Madame Bovary (Modern Library)
Page 19
“You think so?” she cried.
“Forward, forward!” he insisted.
He clicked his tongue. The two animals sped on.
Long fronds of bracken, on the side of the track, kept catching in Emma’s stirrup. Rodolphe, without stopping, would lean over and pull them out one by one. At other times, to push away the branches, he passed close to her, and Emma felt his knee graze her leg. The sky had turned blue. The leaves did not stir. There were large clearings full of flowering heather; and sheets of violets alternated with the tangle of trees, which were gray, fawn-colored or golden, in a variousness of leaves. Often they would hear, beneath the bushes, the faint flap of wings darting, or else the hoarse, soft caw of crows flying among the oaks.
They dismounted. Rodolphe tied the horses. She went in front, over the moss, between the ruts.

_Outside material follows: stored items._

//! Retrieval service - the exposed operations over injected collaborators
//!
//! Holds the word-vector model, the normalization pipeline, the corpus
//! store, and the embedding oracle as explicit handles; no global state.
//! Every operation builds its own working set, so concurrent reads are
//! safe. Concurrent similarity updates against one corpus can race (both
//! snapshot before either write); serializing writes is the store's concern.

use tracing::info;

use crate::embedding::EmbeddingOracle;
use crate::error::RankError;
use crate::expand::{Expansion, TokenExpander};
use crate::score::{RelevanceScorer, ScorePolicy, WeightingParams};
use crate::similarity::{Metric, SimilarityEdge, SimilarityIndex};
use crate::store::CorpusStore;
use crate::text::Normalizer;
use crate::vectors::WordVectors;

/// Ranking parameters, usually loaded from config.
#[derive(Debug, Clone)]
pub struct RankingOptions {
    /// Neighbors fetched per token during expansion.
    pub expansion_k: usize,
    /// Expansion terms kept after ranking.
    pub expansion_n: usize,
    /// Bridge adjacent token pairs before gathering candidates.
    pub bridging: bool,
    /// Scoring policy for retrieval.
    pub policy: ScorePolicy,
    /// Weight of original tokens under the weighted policies.
    pub alpha: f64,
}

impl Default for RankingOptions {
    fn default() -> Self {
        Self {
            expansion_k: 10,
            expansion_n: 5,
            bridging: false,
            policy: ScorePolicy::TfidfSum,
            alpha: 0.7,
        }
    }
}

/// Result of a similarity update.
#[derive(Debug)]
pub struct SimilarityUpdate {
    pub embedding: Vec<f32>,
    pub added_edges: Vec<SimilarityEdge>,
    /// Ids that were in the working set before insertion.
    pub existing_ids: Vec<i64>,
}

pub struct RetrievalService {
    vectors: WordVectors,
    normalizer: Normalizer,
    store: Box<dyn CorpusStore>,
    oracle: Box<dyn EmbeddingOracle>,
    options: RankingOptions,
    /// Language the loaded linguistic resources cover.
    language: String,
}

impl RetrievalService {
    pub fn new(
        vectors: WordVectors,
        normalizer: Normalizer,
        store: Box<dyn CorpusStore>,
        oracle: Box<dyn EmbeddingOracle>,
        options: RankingOptions,
        language: String,
    ) -> Self {
        Self {
            vectors,
            normalizer,
            store,
            oracle,
            options,
            language,
        }
    }

    /// Reject malformed input before any collaborator call.
    fn validate_query(&self, query: &str, language: &str) -> Result<(), RankError> {
        if query.trim().is_empty() {
            return Err(RankError::input("missing input: query"));
        }
        if query.contains('\'') || query.contains('"') {
            return Err(RankError::input("query must not contain quotation marks"));
        }
        if !language.eq_ignore_ascii_case(&self.language) {
            return Err(RankError::input(format!(
                "unsupported language: {language} (resources loaded for {})",
                self.language
            )));
        }
        Ok(())
    }

    /// Expand a query into original and expansion tokens.
    pub fn expand_query(&self, query: &str, language: &str) -> Result<Expansion, RankError> {
        self.validate_query(query, language)?;
        let expander = TokenExpander::new(&self.vectors, &self.normalizer);
        expander.expand(
            query,
            self.options.expansion_k,
            self.options.expansion_n,
            self.options.bridging,
        )
    }

    /// Rank corpus documents against an expanded query. `m = 0` returns all
    /// positive-scoring documents.
    pub fn retrieve_documents(
        &self,
        query: &str,
        m: usize,
        language: &str,
    ) -> Result<Vec<(i64, f64)>, RankError> {
        let expansion = self.expand_query(query, language)?;

        let mut tokens = expansion.original.clone();
        tokens.extend(expansion.expanded.iter().cloned());

        let texts = self.store.fetch_texts_matching(&tokens)?;
        if texts.is_empty() {
            return Err(RankError::NoRelevantDocuments);
        }
        let scorer = RelevanceScorer::build(&texts);
        let corpus_doc_count = self.store.document_count()?;

        let ranked = if self.options.policy.is_weighted() {
            let weights = WeightingParams {
                alpha: self.options.alpha,
                original_tokens: &expansion.original,
                expansion_tokens: &expansion.expanded,
                vectors: &self.vectors,
            };
            scorer.score(&tokens, self.options.policy, corpus_doc_count, m, Some(&weights))?
        } else {
            scorer.score(&tokens, self.options.policy, corpus_doc_count, m, None)?
        };

        info!(
            "retrieved {} documents for {} query tokens",
            ranked.len(),
            tokens.len()
        );
        Ok(ranked)
    }

    /// Embed one document and record its similarity edges against the
    /// current corpus. Everything is computed before anything is persisted.
    pub async fn update_similarities(
        &mut self,
        document_id: i64,
        language: &str,
    ) -> Result<SimilarityUpdate, RankError> {
        let (ids, vectors) = self.store.all_embeddings()?;
        let existing_ids = ids.clone();
        let mut index = SimilarityIndex::new(ids, vectors)?;

        let record = self.store.document_record(document_id)?;
        let text = record
            .best_text()
            .ok_or_else(|| RankError::input(format!("no text stored for document {document_id}")))?
            .to_string();

        let embedding = self.oracle.embed(&text, language).await?;

        let added_edges = index.add_document(document_id, embedding.clone());

        self.store.persist_embedding(document_id, &embedding)?;
        self.store.persist_similarity_edges(&added_edges)?;
        self.store.flush()?;

        info!(
            "added document {} with {} similarity edges",
            document_id,
            added_edges.len()
        );
        Ok(SimilarityUpdate {
            embedding,
            added_edges,
            existing_ids,
        })
    }

    /// Paginated neighbors of one document, descending by stored score.
    /// `k = 0` returns everything from `offset`.
    pub fn get_similarities(
        &self,
        document_id: i64,
        k: usize,
        offset: usize,
    ) -> Result<Vec<(i64, f64)>, RankError> {
        let rows = self.store.similarities_from(document_id)?;
        let page: Vec<(i64, f64)> = if k == 0 {
            rows.into_iter().skip(offset).collect()
        } else {
            rows.into_iter().skip(offset).take(k).collect()
        };
        Ok(page)
    }

    /// Recompute the k nearest documents from the persisted embeddings,
    /// bypassing the stored edges. Ordering follows the metric's own
    /// convention. The query document is never its own neighbor.
    pub fn nearest_documents(
        &self,
        document_id: i64,
        k: usize,
        metric: Metric,
    ) -> Result<Vec<(i64, f64)>, RankError> {
        let (ids, vectors) = self.store.all_embeddings()?;
        let index = SimilarityIndex::new(ids, vectors)?;

        let target = index
            .embedding_for(document_id)
            .ok_or_else(|| {
                RankError::collaborator(format!("no embedding stored for document {document_id}"))
            })?
            .to_vec();

        let fetch = if k == 0 { index.len() } else { k + 1 };
        let neighbors = index.k_nearest_neighbors(&target, fetch, metric)?;
        let mut result: Vec<(i64, f64)> = neighbors
            .into_iter()
            .filter(|(id, _)| *id != document_id)
            .collect();
        if k > 0 {
            result.truncate(k);
        }
        Ok(result)
    }

    /// Texts of the given documents, for display next to ranked ids.
    pub fn fetch_texts(
        &self,
        ids: &[i64],
    ) -> Result<std::collections::HashMap<i64, String>, RankError> {
        self.store.fetch_texts_by_ids(ids)
    }
}

#[cfg(test)]
mod tests {
    use super::*;
    use crate::embedding::CannedOracle;
    use crate::store::{DocumentRecord, MemoryCorpusStore};

    fn word_model() -> WordVectors {
        WordVectors::from_pairs(vec![
            ("cat", vec![1.0, 0.0, 0.0]),
            ("feline", vec![0.95, 0.05, 0.0]),
            ("dog", vec![0.0, 1.0, 0.0]),
            ("mat", vec![0.2, 0.2, 0.9]),
        ])
    }

    fn record(id: i64, fulltext: &str) -> DocumentRecord {
        DocumentRecord {
            document_id: id,
            fulltext: Some(fulltext.to_string()),
            abstract_text: None,
            title: None,
        }
    }

    fn service(policy: ScorePolicy) -> RetrievalService {
        let mut store = MemoryCorpusStore::new();
        store.add_document(record(1, "the cat sat on the mat"));
        store.add_document(record(2, "the dog sat on the log"));
        RetrievalService::new(
            word_model(),
            Normalizer::english(),
            Box::new(store),
            Box::new(CannedOracle::new()),
            RankingOptions {
                expansion_k: 2,
                expansion_n: 1,
                bridging: false,
                policy,
                alpha: 0.7,
            },
            "en".to_string(),
        )
    }

    #[test]
    fn rejects_empty_and_quoted_queries() {
        let svc = service(ScorePolicy::Sum);
        assert!(matches!(
            svc.retrieve_documents("  ", 5, "en"),
            Err(RankError::Input(_))
        ));
        assert!(matches!(
            svc.retrieve_documents("cat \"mat\"", 5, "en"),
            Err(RankError::Input(_))
        ));
    }

    #[test]
    fn rejects_unknown_language() {
        let svc = service(ScorePolicy::Sum);
        assert!(matches!(
            svc.expand_query("cat", "de"),
            Err(RankError::Input(_))
        ));
    }

    #[test]
    fn expand_query_returns_original_and_expansion() {
        let svc = service(ScorePolicy::Sum);
        let expansion = svc.expand_query("cat mat", "en").unwrap();
        assert_eq!(expansion.original, vec!["cat", "mat"]);
        assert_eq!(expansion.expanded, vec!["feline"]);
    }

    #[test]
    fn retrieve_ranks_matching_documents() {
        let svc = service(ScorePolicy::Sum);
        let ranked = svc.retrieve_documents("cat", 1, "en").unwrap();
        assert_eq!(ranked.len(), 1);
        assert_eq!(ranked[0].0, 1);
        assert!((ranked[0].1 - 1.0 / 6.0).abs() < 1e-9);
    }

    #[test]
    fn retrieve_with_oov_query_falls_back_to_lexical_match() {
        let mut store = MemoryCorpusStore::new();
        store.add_document(record(1, "zeppelin history"));
        let svc = RetrievalService::new(
            word_model(),
            Normalizer::english(),
            Box::new(store),
            Box::new(CannedOracle::new()),
            RankingOptions {
                policy: ScorePolicy::Sum,
                ..Default::default()
            },
            "en".to_string(),
        );
        let ranked = svc.retrieve_documents("zeppelin", 5, "en").unwrap();
        assert_eq!(ranked[0].0, 1);
    }

    #[test]
    fn retrieve_without_matches_is_no_relevant_documents() {
        let svc = service(ScorePolicy::Sum);
        assert!(matches!(
            svc.retrieve_documents("spaceship", 5, "en"),
            Err(RankError::NoRelevantDocuments)
        ));
    }

    #[tokio::test]
    async fn update_similarities_persists_embedding_and_edges() {
        let mut store = MemoryCorpusStore::new();
        store.add_document(record(30, "a brand new document"));
        store.add_embedding(10, vec![1.0, 0.0]);
        store.add_embedding(20, vec![0.0, 1.0]);
        let mut oracle = CannedOracle::new();
        oracle.register("a brand new document", vec![1.0, 1.0]);

        let mut svc = RetrievalService::new(
            word_model(),
            Normalizer::english(),
            Box::new(store),
            Box::new(oracle),
            RankingOptions::default(),
            "en".to_string(),
        );

        let update = svc.update_similarities(30, "en").await.unwrap();
        assert_eq!(update.embedding, vec![1.0, 1.0]);
        assert_eq!(update.existing_ids, vec![10, 20]);
        assert_eq!(update.added_edges.len(), 4);

        // the persisted edges back the paginated read
        let neighbors = svc.get_similarities(30, 1, 0).unwrap();
        assert_eq!(neighbors.len(), 1);
        let rest = svc.get_similarities(30, 0, 1).unwrap();
        assert_eq!(rest.len(), 1);
    }

    #[tokio::test]
    async fn update_similarities_on_empty_corpus_adds_no_edges() {
        let mut store = MemoryCorpusStore::new();
        store.add_document(record(1, "first ever document"));
        let mut oracle = CannedOracle::new();
        oracle.register("first ever document", vec![0.5, 0.5]);

        let mut svc = RetrievalService::new(
            word_model(),
            Normalizer::english(),
            Box::new(store),
            Box::new(oracle),
            RankingOptions::default(),
            "en".to_string(),
        );

        let update = svc.update_similarities(1, "en").await.unwrap();
        assert!(update.added_edges.is_empty());
        assert!(update.existing_ids.is_empty());
    }

    #[test]
    fn nearest_documents_recomputes_from_embeddings() {
        let mut store = MemoryCorpusStore::new();
        store.add_embedding(10, vec![1.0, 0.0]);
        store.add_embedding(20, vec![0.0, 1.0]);
        store.add_embedding(30, vec![0.9, 0.1]);
        let svc = RetrievalService::new(
            word_model(),
            Normalizer::english(),
            Box::new(store),
            Box::new(CannedOracle::new()),
            RankingOptions::default(),
            "en".to_string(),
        );

        let by_cosine = svc.nearest_documents(10, 1, Metric::Cosine).unwrap();
        assert_eq!(by_cosine[0].0, 30);

        let all = svc.nearest_documents(10, 0, Metric::Euclidean).unwrap();
        assert_eq!(all.len(), 2);
        assert_eq!(all[0].0, 30);
        assert!(all.iter().all(|(id, _)| *id != 10));
    }

    #[tokio::test]
    async fn update_similarities_requires_stored_text() {
        let mut store = MemoryCorpusStore::new();
        store.add_document(DocumentRecord {
            document_id: 5,
            fulltext: None,
            abstract_text: None,
            title: None,
        });
        let mut svc = RetrievalService::new(
            word_model(),
            Normalizer::english(),
            Box::new(store),
            Box::new(CannedOracle::new()),
            RankingOptions::default(),
            "en".to_string(),
        );
        assert!(matches!(
            svc.update_similarities(5, "en").await,
            Err(RankError::Input(_))
        ));
    }
}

But the unwieldy length of her dress encumbered her, even though she lifted it up by the train, and Rodolphe, walking behind her, contemplated between that black cloth and the black half-boot, the daintiness of her white stocking, which seemed to him a part of her nakedness.
She stopped.
“I’m tired,” she said.
“Come on, just a little more effort!” he urged. “Courage!”

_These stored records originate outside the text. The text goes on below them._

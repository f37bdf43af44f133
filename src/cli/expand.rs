//! Expand command - show the expansion of one query

use clap::Args;

use crate::config::Config;

#[derive(Args)]
pub struct ExpandArgs {
    /// Query to expand
    pub query: String,

    /// Language of the query
    #[arg(long, default_value = "en")]
    pub language: String,

    /// Output format (text, json)
    #[arg(long, default_value = "text", value_parser = ["text", "json"])]
    pub format: String,
}

pub async fn run(args: ExpandArgs) -> anyhow::Result<()> {
    let config = Config::load();
    let service = super::build_service(&config)?;

    let expansion = service.expand_query(&args.query, &args.language)?;

    if args.format == "json" {
        let out = serde_json::json!({
            "original_tokens": expansion.original,
            "expanded_tokens": expansion.expanded,
        });
        println!("{}", serde_json::to_string_pretty(&out)?);
    } else {
        println!("original: {}", expansion.original.join(" "));
        if expansion.expanded.is_empty() {
            println!("expansion: (none)");
        } else {
            println!("expansion: {}", expansion.expanded.join(" "));
        }
    }
    Ok(())
}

Then, a hundred paces further, she stopped again; and, through her veil, which fell obliquely from her man’s hat down onto her hips, you could make out her face in a bluish translucency, as though she were swimming beneath azure waves.
“So where are we going?”
He made no reply. She breathed in a jerky fashion. Rodolphe cast his eyes about him and chewed his mustache.
They came to a broader area, where staddles had been hewn. They sat down on a felled tree trunk, and Rodolphe began to speak to her of his love.
At first he did not frighten her at all with compliments. He was calm, serious, melancholic.
Emma listened to him with lowered head, all the while stirring the fallen woodshavings with her toe.
But, at this sentence:
“Are our destinies not mutual now?”
“Of course not,” she replied. “You know perfectly well. It is impossible.”
She got up to leave. He seized her by the wrist. She stopped dead. Then, having considered him for several minutes with moist, love-filled eyes, she said sharply:
“Look, let us speak no more of this … Where are the horses? We are going back.”
He made an angry, world-weary gesture. She repeated:
“Where are the horses? Where are the horses?”
Then, smiling with a strange smile and a fixed gaze, teeth clenched, he came forward with outspread arms. She backed off trembling. She stammered:
“Oh! You’re scaring me! You’re hurting me! Let us leave.”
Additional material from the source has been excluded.